Cooking even when the wind blows
Students and a doctoral candidate at ETH Zurich have developed a camping stove with the flame on the inside, greatly reducing the negative effects of wind and heat loss. The new design was made possible by additive manufacturing.
Summertime is camping time – a perfect opportunity to give up our everyday luxuries for a while and instead cook a simple dinner on a gas camping stove. If only the gusts of wind would go away instead of constantly blowing out the flame on the stove.
Now an ETH doctoral candidate and students from the ETH Zurich Design and Technology Lab and from the Zurich University of the Arts (ZHdK) have developed a novel stove that can cope even in strong winds: a kettle shaped like a Bundt cake tin encloses a gas burner, protecting it from the wind.
Practical tests on the mountaintop
Meanwhile, other design features make the kettle extremely energy efficient: the wall of the gas burner is rippled, like a citrus juicer. "This increases the contact area between the flame and the jug," explains Julian Ferchow, the project leader and a doctoral student in ETH Professor Mirko Meboldt's group. "That," ETH student Patrick Beutler, who wrote his Bachelor's thesis on the project, adds, "plus the fact that the wall is very thin, makes heat transfer to the contents of the jug ideal."
The interior of the burner is also packed with engineering expertise: the gas nozzles are what are known as Venturi nozzles. "Their geometry causes a localised drop in pressure. This increases airflow, which improves the quality of the flame and boosts efficiency," says Ferchow.
The researchers built a prototype of the kettle together with "inspire", the organisation at the interface of ETH Zurich and the Swiss mechanical industry.

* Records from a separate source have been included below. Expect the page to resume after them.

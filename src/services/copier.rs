//! Single-file transfer from a database instance into the archive.

use super::retry::RetryPolicy;
use crate::{
    backends::{ArchiveWriter, LogReader},
    errors::{CopyError, WriteError},
    models::{DatabaseInstance, LogFile, SyncTarget},
};
use std::{sync::Arc, time::Duration};
use tracing::debug;

/// Copies one log file at a time.
///
/// Each attempt streams the file from the source straight into the archive
/// writer under a per-attempt timeout. Writers replace the destination key,
/// so retrying a file is safe and never touches any other key.
#[derive(Clone)]
pub struct Copier {
    reader: Arc<dyn LogReader>,
    writer: Arc<dyn ArchiveWriter>,
    retry: RetryPolicy,
    timeout: Duration,
}

impl Copier {
    pub fn new(
        reader: Arc<dyn LogReader>,
        writer: Arc<dyn ArchiveWriter>,
        retry: RetryPolicy,
        timeout: Duration,
    ) -> Self {
        Self {
            reader,
            writer,
            retry,
            timeout,
        }
    }

    /// Copy `file` from `source` into `dest`, returning the bytes written.
    pub async fn copy(
        &self,
        file: &LogFile,
        source: &DatabaseInstance,
        dest: &SyncTarget,
    ) -> Result<u64, CopyError> {
        let what = format!("copying `{}`", file.name);
        self.retry
            .run(&what, || self.attempt(file, source, dest))
            .await
    }

    async fn attempt(
        &self,
        file: &LogFile,
        source: &DatabaseInstance,
        dest: &SyncTarget,
    ) -> Result<u64, CopyError> {
        let transfer = async {
            let body = self
                .reader
                .open(source, file)
                .await
                .map_err(|e| CopyError::SourceReadFailure {
                    name: file.name.clone(),
                    reason: e.to_string(),
                })?;

            self.writer
                .write(dest, &file.name, body)
                .await
                .map_err(|e| match e {
                    WriteError::Body(err) => CopyError::SourceReadFailure {
                        name: file.name.clone(),
                        reason: err.to_string(),
                    },
                    WriteError::Store(reason) => CopyError::DestinationWriteFailure {
                        key: dest.key_for(&file.name),
                        reason,
                    },
                })
        };

        match tokio::time::timeout(self.timeout, transfer).await {
            Ok(Ok(bytes)) => {
                debug!("copied `{}` ({} bytes) to {}", file.name, bytes, dest.uri());
                Ok(bytes)
            }
            Ok(Err(err)) => Err(err),
            Err(_) => Err(CopyError::Timeout {
                name: file.name.clone(),
                after: self.timeout,
            }),
        }
    }
}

They call their kettle "PeakBoil". Appropriately, they tested the prototype this spring while on a ski tour of Säntis, the highest mountain in the Alpstein massif in northeastern Switzerland. "It was windy and it was lots of trouble to get a conventional stove to work. But we had no difficulty heating water with our prototype," Ferchow says.
PeakBoil's special design wouldn't be possible without additive manufacturing. Ferchow and his colleagues built the gas kettle layer by layer out of stainless steel using selective laser melting. In this technique, a layer of fine metal powder is spread onto a substrate plate. A computer-controlled laser beam then selectively melts the metal in a precise pattern. When the molten metal solidifies, it binds to the substrate plate. Then the next layer of powder is applied and locally melted. In this way, complex objects are built up from the base in layers each just one-thirtieth of a millimetre thick.
"This technique gives us a huge amount of design freedom, which you just don't get with conventional manufacturing techniques; with metal casting, for instance, we could never achieve channels that are as thin as the ones inside our gas burner," Ferchow explains.
Selective laser melting was originally developed as a fast way to manufacture prototypes. "Nowadays, this rapid prototyping technique is so mature that it can also be used for large-scale manufacturing," Ferchow says.
Winners of a design prize
PeakBoil recently won a prize in the 3-D Pioneers Challenge competition. An international jury of design experts and engineers honoured the kettle in the competition's Design category. According to its organisers, this competition, which is sponsored by the Ministry for Economic Affairs, Science and Digital Society of the German state of Thuringia, is one of the most generously endowed awards in the field of 3-D printing innovation.
But first, Ferchow and his colleagues want to stick with their gas kettle and improve it in the Design and Technology lab, which is what they will spend their prize money on. "I think we should be able to further increase the efficiency of the burner by optimising the flows of gas and air. We also hope to find industry partners who will work with us to further develop the product," Ferchow says.